=== Begin Enclosure ===

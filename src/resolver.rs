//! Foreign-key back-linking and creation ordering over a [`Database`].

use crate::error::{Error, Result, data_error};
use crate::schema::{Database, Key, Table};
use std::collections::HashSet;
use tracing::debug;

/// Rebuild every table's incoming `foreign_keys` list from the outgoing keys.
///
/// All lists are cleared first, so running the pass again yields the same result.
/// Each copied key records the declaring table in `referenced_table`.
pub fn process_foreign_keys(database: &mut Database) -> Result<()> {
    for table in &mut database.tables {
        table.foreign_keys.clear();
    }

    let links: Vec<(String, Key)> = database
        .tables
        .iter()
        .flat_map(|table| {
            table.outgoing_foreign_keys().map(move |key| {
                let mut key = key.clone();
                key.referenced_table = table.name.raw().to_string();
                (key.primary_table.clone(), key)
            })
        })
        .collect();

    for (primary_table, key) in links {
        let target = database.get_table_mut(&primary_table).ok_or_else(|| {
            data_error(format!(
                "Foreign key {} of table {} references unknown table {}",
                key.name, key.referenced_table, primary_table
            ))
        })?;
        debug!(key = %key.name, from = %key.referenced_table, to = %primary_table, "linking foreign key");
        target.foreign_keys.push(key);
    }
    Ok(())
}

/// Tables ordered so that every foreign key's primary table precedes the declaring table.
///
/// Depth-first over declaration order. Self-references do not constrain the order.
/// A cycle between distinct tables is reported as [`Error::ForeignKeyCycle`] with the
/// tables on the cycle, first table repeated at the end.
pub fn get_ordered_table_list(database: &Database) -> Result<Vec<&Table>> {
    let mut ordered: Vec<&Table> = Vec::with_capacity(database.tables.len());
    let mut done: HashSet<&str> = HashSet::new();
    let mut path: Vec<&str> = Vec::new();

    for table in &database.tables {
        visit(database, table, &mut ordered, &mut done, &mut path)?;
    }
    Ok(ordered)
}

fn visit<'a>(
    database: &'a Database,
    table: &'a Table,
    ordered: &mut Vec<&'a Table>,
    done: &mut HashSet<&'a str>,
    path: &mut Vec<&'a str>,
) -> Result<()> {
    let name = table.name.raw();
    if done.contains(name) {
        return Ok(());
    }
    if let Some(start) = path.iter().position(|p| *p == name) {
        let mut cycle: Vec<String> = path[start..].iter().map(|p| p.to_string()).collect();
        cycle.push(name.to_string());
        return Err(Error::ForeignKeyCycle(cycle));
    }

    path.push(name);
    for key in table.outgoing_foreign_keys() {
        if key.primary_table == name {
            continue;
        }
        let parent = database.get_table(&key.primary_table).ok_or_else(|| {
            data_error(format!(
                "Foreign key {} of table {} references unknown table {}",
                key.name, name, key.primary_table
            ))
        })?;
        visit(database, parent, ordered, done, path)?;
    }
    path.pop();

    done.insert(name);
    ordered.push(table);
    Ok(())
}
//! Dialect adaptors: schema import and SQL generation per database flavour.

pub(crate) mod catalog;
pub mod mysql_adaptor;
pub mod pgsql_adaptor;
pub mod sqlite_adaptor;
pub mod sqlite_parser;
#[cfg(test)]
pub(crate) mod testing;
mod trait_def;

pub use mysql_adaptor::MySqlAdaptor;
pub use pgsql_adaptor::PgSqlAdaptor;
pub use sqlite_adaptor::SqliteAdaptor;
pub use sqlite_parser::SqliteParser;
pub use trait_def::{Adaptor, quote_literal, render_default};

=== End Enclosure ===
=== Begin Enclosure ===

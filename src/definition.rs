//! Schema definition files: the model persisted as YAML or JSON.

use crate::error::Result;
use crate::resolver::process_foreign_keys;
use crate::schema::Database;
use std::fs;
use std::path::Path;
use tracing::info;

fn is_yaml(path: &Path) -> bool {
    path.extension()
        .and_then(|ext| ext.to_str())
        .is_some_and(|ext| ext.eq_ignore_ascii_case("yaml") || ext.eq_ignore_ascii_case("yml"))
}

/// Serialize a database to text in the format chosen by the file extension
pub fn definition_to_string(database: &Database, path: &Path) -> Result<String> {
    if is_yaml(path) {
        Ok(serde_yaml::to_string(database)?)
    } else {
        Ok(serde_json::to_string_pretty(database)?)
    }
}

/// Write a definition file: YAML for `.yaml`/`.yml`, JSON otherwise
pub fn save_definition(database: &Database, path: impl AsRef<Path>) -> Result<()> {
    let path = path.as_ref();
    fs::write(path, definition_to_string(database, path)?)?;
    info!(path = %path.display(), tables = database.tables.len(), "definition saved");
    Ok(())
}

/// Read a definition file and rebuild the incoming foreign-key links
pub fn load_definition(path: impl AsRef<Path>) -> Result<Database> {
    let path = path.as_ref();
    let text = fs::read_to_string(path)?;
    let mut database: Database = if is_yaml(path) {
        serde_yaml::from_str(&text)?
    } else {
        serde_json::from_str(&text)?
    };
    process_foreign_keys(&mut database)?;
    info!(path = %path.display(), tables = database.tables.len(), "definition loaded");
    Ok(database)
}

=== End Enclosure ===

Work item: Search the records above for "push". Copy each line where it is found.

Expected output:
        target.foreign_keys.push(key);
        cycle.push(name.to_string());
    path.push(name);
    ordered.push(table);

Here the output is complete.